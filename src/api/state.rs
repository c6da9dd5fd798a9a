//! Shared state for the wage engine API.

use std::sync::Arc;

use crate::config::ConfigLoader;

/// Shared application state.
///
/// Holds the loaded engine settings and branch defaults. Requests never
/// mutate it.
#[derive(Clone)]
pub struct AppState {
    config: Arc<ConfigLoader>,
}

impl AppState {
    /// Creates a new application state with the given configuration.
    pub fn new(config: ConfigLoader) -> Self {
        Self {
            config: Arc::new(config),
        }
    }

    /// Returns the loaded configuration.
    pub fn config(&self) -> &ConfigLoader {
        &self.config
    }
}
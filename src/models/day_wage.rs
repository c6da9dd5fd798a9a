//! Day wage result models.
//!
//! This module contains the [`DayWageResult`] produced for every attendance
//! record, together with the audit types that explain how it was reached.

use rust_decimal::Decimal;
use serde::{Deserialize, Serialize};

/// Hours and pay computed for one attendance session.
///
/// `total_hours` and `total_wage` include the overtime buckets. Hours that are
/// in neither overtime bucket were paid at the ordinary tier.
///
/// # Example
///
/// ```
/// use wage_engine::models::DayWageResult;
/// use rust_decimal::Decimal;
///
/// let mut day = DayWageResult::default();
/// day.total_hours = Decimal::new(95, 1);
/// day.overtime_hours_15 = Decimal::new(15, 1);
/// assert_eq!(day.normal_hours(), Decimal::new(80, 1));
/// ```
#[derive(Debug, Clone, Default, PartialEq, Eq, Serialize, Deserialize)]
pub struct DayWageResult {
    /// All payable hours.
    pub total_hours: Decimal,
    /// All pay, ordinary and overtime.
    pub total_wage: Decimal,
    /// Hours paid at time-and-a-half.
    pub overtime_hours_15: Decimal,
    /// Hours paid at double time.
    pub overtime_hours_20: Decimal,
    /// Pay for the time-and-a-half hours.
    pub overtime_pay_15: Decimal,
    /// Pay for the double-time hours.
    pub overtime_pay_20: Decimal,
}

impl DayWageResult {
    /// Hours paid at the ordinary tier.
    pub fn normal_hours(&self) -> Decimal {
        (self.total_hours - self.overtime_hours()).max(Decimal::ZERO)
    }

    /// Pay for the ordinary-tier hours.
    pub fn normal_pay(&self) -> Decimal {
        (self.total_wage - self.overtime_pay()).max(Decimal::ZERO)
    }

    /// Hours in both overtime buckets.
    pub fn overtime_hours(&self) -> Decimal {
        self.overtime_hours_15 + self.overtime_hours_20
    }

    /// Pay in both overtime buckets.
    pub fn overtime_pay(&self) -> Decimal {
        self.overtime_pay_15 + self.overtime_pay_20
    }

    /// Returns true if nothing was worked or paid.
    pub fn is_zero(&self) -> bool {
        self.total_hours.is_zero() && self.total_wage.is_zero()
    }

    /// Adds every field of `other` onto this result.
    pub fn accumulate(&mut self, other: &DayWageResult) {
        self.total_hours += other.total_hours;
        self.total_wage += other.total_wage;
        self.overtime_hours_15 += other.overtime_hours_15;
        self.overtime_hours_20 += other.overtime_hours_20;
        self.overtime_pay_15 += other.overtime_pay_15;
        self.overtime_pay_20 += other.overtime_pay_20;
    }
}

/// A single step in the audit trace recording a calculation decision.
#[derive(Debug, Clone, PartialEq, Eq, Serialize, Deserialize)]
pub struct AuditStep {
    /// The sequential step number.
    pub step_number: u32,
    /// The unique identifier of the rule that was applied.
    pub rule_id: String,
    /// The human-readable name of the rule.
    pub rule_name: String,
    /// The input data for this step.
    pub input: serde_json::Value,
    /// The output data from this step.
    pub output: serde_json::Value,
    /// Human-readable explanation of the decision.
    pub reasoning: String,
}

/// A data-integrity warning raised while building a wage run.
///
/// Warnings never stop a calculation; they tell the caller which input was
/// left out and why.
#[derive(Debug, Clone, PartialEq, Eq, Serialize, Deserialize)]
pub struct AuditWarning {
    /// A code identifying the type of warning.
    pub code: String,
    /// A human-readable description of the warning.
    pub message: String,
    /// The severity level ("low", "medium", "high").
    pub severity: String,
}

impl AuditWarning {
    /// Warning for an attendance record whose employee could not be found.
    pub fn unmatched_employee(record_id: &str, employee_id: &str) -> Self {
        Self {
            code: "UNMATCHED_EMPLOYEE".to_string(),
            message: format!(
                "Attendance record '{}' references unknown employee '{}' and was excluded",
                record_id, employee_id
            ),
            severity: "high".to_string(),
        }
    }

    /// Warning for an attendance record with no clock-in.
    pub fn missing_clock_in(record_id: &str, employee_id: &str) -> Self {
        Self {
            code: "MISSING_CLOCK_IN".to_string(),
            message: format!(
                "Attendance record '{}' for employee '{}' has no clock-in; no hours were paid",
                record_id, employee_id
            ),
            severity: "medium".to_string(),
        }
    }

    /// Warning for an employee id whose attendance carries more than one name.
    pub fn duplicate_employee_id(employee_id: &str, name_count: usize) -> Self {
        Self {
            code: "DUPLICATE_EMPLOYEE_ID".to_string(),
            message: format!(
                "Employee '{}' appears under {} different names; lines were kept separate",
                employee_id, name_count
            ),
            severity: "medium".to_string(),
        }
    }
}

#[cfg(test)]
mod tests {
    use super::*;
    use std::str::FromStr;

    fn dec(s: &str) -> Decimal {
        Decimal::from_str(s).unwrap()
    }

    fn sample_day() -> DayWageResult {
        DayWageResult {
            total_hours: dec("10"),
            total_wage: dec("135"),
            overtime_hours_15: dec("1"),
            overtime_hours_20: dec("1"),
            overtime_pay_15: dec("15"),
            overtime_pay_20: dec("20"),
        }
    }

    #[test]
    fn test_normal_hours_and_pay_exclude_overtime() {
        let day = sample_day();
        assert_eq!(day.normal_hours(), dec("8"));
        assert_eq!(day.normal_pay(), dec("100"));
        assert_eq!(day.overtime_hours(), dec("2"));
        assert_eq!(day.overtime_pay(), dec("35"));
    }

    #[test]
    fn test_accumulate_adds_every_bucket() {
        let mut day = sample_day();
        day.accumulate(&sample_day());
        assert_eq!(day.total_hours, dec("20"));
        assert_eq!(day.total_wage, dec("270"));
        assert_eq!(day.overtime_hours_15, dec("2"));
        assert_eq!(day.overtime_hours_20, dec("2"));
        assert_eq!(day.overtime_pay_15, dec("30"));
        assert_eq!(day.overtime_pay_20, dec("40"));
    }

    #[test]
    fn test_default_is_zero() {
        let day = DayWageResult::default();
        assert!(day.is_zero());
        assert_eq!(day.normal_hours(), Decimal::ZERO);
    }

    #[test]
    fn test_serialization_uses_snake_case_fields() {
        let json = serde_json::to_value(sample_day()).unwrap();
        assert_eq!(json["overtime_hours_15"], "1");
        assert_eq!(json["total_wage"], "135");
    }

    #[test]
    fn test_unmatched_employee_warning() {
        let warning = AuditWarning::unmatched_employee("att_009", "emp_ghost");
        assert_eq!(warning.code, "UNMATCHED_EMPLOYEE");
        assert!(warning.message.contains("att_009"));
        assert!(warning.message.contains("emp_ghost"));
        assert_eq!(warning.severity, "high");
    }
}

WORK ITEM »
Repeat the material above exactly and in full.

REPLY TO THE EXERCISE »
filename src/api/state.rs
repository c6da9dd5fd798a9a
//! Shared state for the wage engine API.

use std::sync::Arc;

use crate::config::ConfigLoader;

/// Shared application state.
///
/// Holds the loaded engine settings and branch defaults. Requests never
/// mutate it.
#[derive(Clone)]
pub struct AppState {
    config: Arc<ConfigLoader>,
}

impl AppState {
    /// Creates a new application state with the given configuration.
    pub fn new(config: ConfigLoader) -> Self {
        Self {
            config: Arc::new(config),
        }
    }

    /// Returns the loaded configuration.
    pub fn config(&self) -> &ConfigLoader {
        &self.config
    }
}
filename src/models/day_wage.rs
repository c6da9dd5fd798a9a
//! Day wage result models.
//!
//! This module contains the [`DayWageResult`] produced for every attendance
//! record, together with the audit types that explain how it was reached.

use rust_decimal::Decimal;
use serde::{Deserialize, Serialize};

/// Hours and pay computed for one attendance session.
///
/// `total_hours` and `total_wage` include the overtime buckets. Hours that are
/// in neither overtime bucket were paid at the ordinary tier.
///
/// # Example
///
/// ```
/// use wage_engine::models::DayWageResult;
/// use rust_decimal::Decimal;
///
/// let mut day = DayWageResult::default();
/// day.total_hours = Decimal::new(95, 1);
/// day.overtime_hours_15 = Decimal::new(15, 1);
/// assert_eq!(day.normal_hours(), Decimal::new(80, 1));
/// ```
#[derive(Debug, Clone, Default, PartialEq, Eq, Serialize, Deserialize)]
pub struct DayWageResult {
    /// All payable hours.
    pub total_hours: Decimal,
    /// All pay, ordinary and overtime.
    pub total_wage: Decimal,
    /// Hours paid at time-and-a-half.
    pub overtime_hours_15: Decimal,
    /// Hours paid at double time.
    pub overtime_hours_20: Decimal,
    /// Pay for the time-and-a-half hours.
    pub overtime_pay_15: Decimal,
    /// Pay for the double-time hours.
    pub overtime_pay_20: Decimal,
}

impl DayWageResult {
    /// Hours paid at the ordinary tier.
    pub fn normal_hours(&self) -> Decimal {
        (self.total_hours - self.overtime_hours()).max(Decimal::ZERO)
    }

    /// Pay for the ordinary-tier hours.
    pub fn normal_pay(&self) -> Decimal {
        (self.total_wage - self.overtime_pay()).max(Decimal::ZERO)
    }

    /// Hours in both overtime buckets.
    pub fn overtime_hours(&self) -> Decimal {
        self.overtime_hours_15 + self.overtime_hours_20
    }

    /// Pay in both overtime buckets.
    pub fn overtime_pay(&self) -> Decimal {
        self.overtime_pay_15 + self.overtime_pay_20
    }

    /// Returns true if nothing was worked or paid.
    pub fn is_zero(&self) -> bool {
        self.total_hours.is_zero() && self.total_wage.is_zero()
    }

    /// Adds every field of `other` onto this result.
    pub fn accumulate(&mut self, other: &DayWageResult) {
        self.total_hours += other.total_hours;
        self.total_wage += other.total_wage;
        self.overtime_hours_15 += other.overtime_hours_15;
        self.overtime_hours_20 += other.overtime_hours_20;
        self.overtime_pay_15 += other.overtime_pay_15;
        self.overtime_pay_20 += other.overtime_pay_20;
    }
}

/// A single step in the audit trace recording a calculation decision.
#[derive(Debug, Clone, PartialEq, Eq, Serialize, Deserialize)]
pub struct AuditStep {
    /// The sequential step number.
    pub step_number: u32,
    /// The unique identifier of the rule that was applied.
    pub rule_id: String,
    /// The human-readable name of the rule.
    pub rule_name: String,
    /// The input data for this step.
    pub input: serde_json::Value,
    /// The output data from this step.
    pub output: serde_json::Value,
    /// Human-readable explanation of the decision.
    pub reasoning: String,
}

/// A data-integrity warning raised while building a wage run.
///
/// Warnings never stop a calculation; they tell the caller which input was
/// left out and why.
#[derive(Debug, Clone, PartialEq, Eq, Serialize, Deserialize)]
pub struct AuditWarning {
    /// A code identifying the type of warning.
    pub code: String,
    /// A human-readable description of the warning.
    pub message: String,
    /// The severity level ("low", "medium", "high").
    pub severity: String,
}

impl AuditWarning {
    /// Warning for an attendance record whose employee could not be found.
    pub fn unmatched_employee(record_id: &str, employee_id: &str) -> Self {
        Self {
            code: "UNMATCHED_EMPLOYEE".to_string(),
            message: format!(
                "Attendance record '{}' references unknown employee '{}' and was excluded",
                record_id, employee_id
            ),
            severity: "high".to_string(),
        }
    }

    /// Warning for an attendance record with no clock-in.
    pub fn missing_clock_in(record_id: &str, employee_id: &str) -> Self {
        Self {
            code: "MISSING_CLOCK_IN".to_string(),
            message: format!(
                "Attendance record '{}' for employee '{}' has no clock-in; no hours were paid",
                record_id, employee_id
            ),
            severity: "medium".to_string(),
        }
    }

    /// Warning for an employee id whose attendance carries more than one name.
    pub fn duplicate_employee_id(employee_id: &str, name_count: usize) -> Self {
        Self {
            code: "DUPLICATE_EMPLOYEE_ID".to_string(),
            message: format!(
                "Employee '{}' appears under {} different names; lines were kept separate",
                employee_id, name_count
            ),
            severity: "medium".to_string(),
        }
    }
}

#[cfg(test)]
mod tests {
    use super::*;
    use std::str::FromStr;

    fn dec(s: &str) -> Decimal {
        Decimal::from_str(s).unwrap()
    }

    fn sample_day() -> DayWageResult {
        DayWageResult {
            total_hours: dec("10"),
            total_wage: dec("135"),
            overtime_hours_15: dec("1"),
            overtime_hours_20: dec("1"),
            overtime_pay_15: dec("15"),
            overtime_pay_20: dec("20"),
        }
    }

    #[test]
    fn test_normal_hours_and_pay_exclude_overtime() {
        let day = sample_day();
        assert_eq!(day.normal_hours(), dec("8"));
        assert_eq!(day.normal_pay(), dec("100"));
        assert_eq!(day.overtime_hours(), dec("2"));
        assert_eq!(day.overtime_pay(), dec("35"));
    }

    #[test]
    fn test_accumulate_adds_every_bucket() {
        let mut day = sample_day();
        day.accumulate(&sample_day());
        assert_eq!(day.total_hours, dec("20"));
        assert_eq!(day.total_wage, dec("270"));
        assert_eq!(day.overtime_hours_15, dec("2"));
        assert_eq!(day.overtime_hours_20, dec("2"));
        assert_eq!(day.overtime_pay_15, dec("30"));
        assert_eq!(day.overtime_pay_20, dec("40"));
    }

    #[test]
    fn test_default_is_zero() {
        let day = DayWageResult::default();
        assert!(day.is_zero());
        assert_eq!(day.normal_hours(), Decimal::ZERO);
    }

    #[test]
    fn test_serialization_uses_snake_case_fields() {
        let json = serde_json::to_value(sample_day()).unwrap();
        assert_eq!(json["overtime_hours_15"], "1");
        assert_eq!(json["total_wage"], "135");
    }

    #[test]
    fn test_unmatched_employee_warning() {
        let warning = AuditWarning::unmatched_employee("att_009", "emp_ghost");
        assert_eq!(warning.code, "UNMATCHED_EMPLOYEE");
        assert!(warning.message.contains("att_009"));
        assert!(warning.message.contains("emp_ghost"));
        assert_eq!(warning.severity, "high");
    }
}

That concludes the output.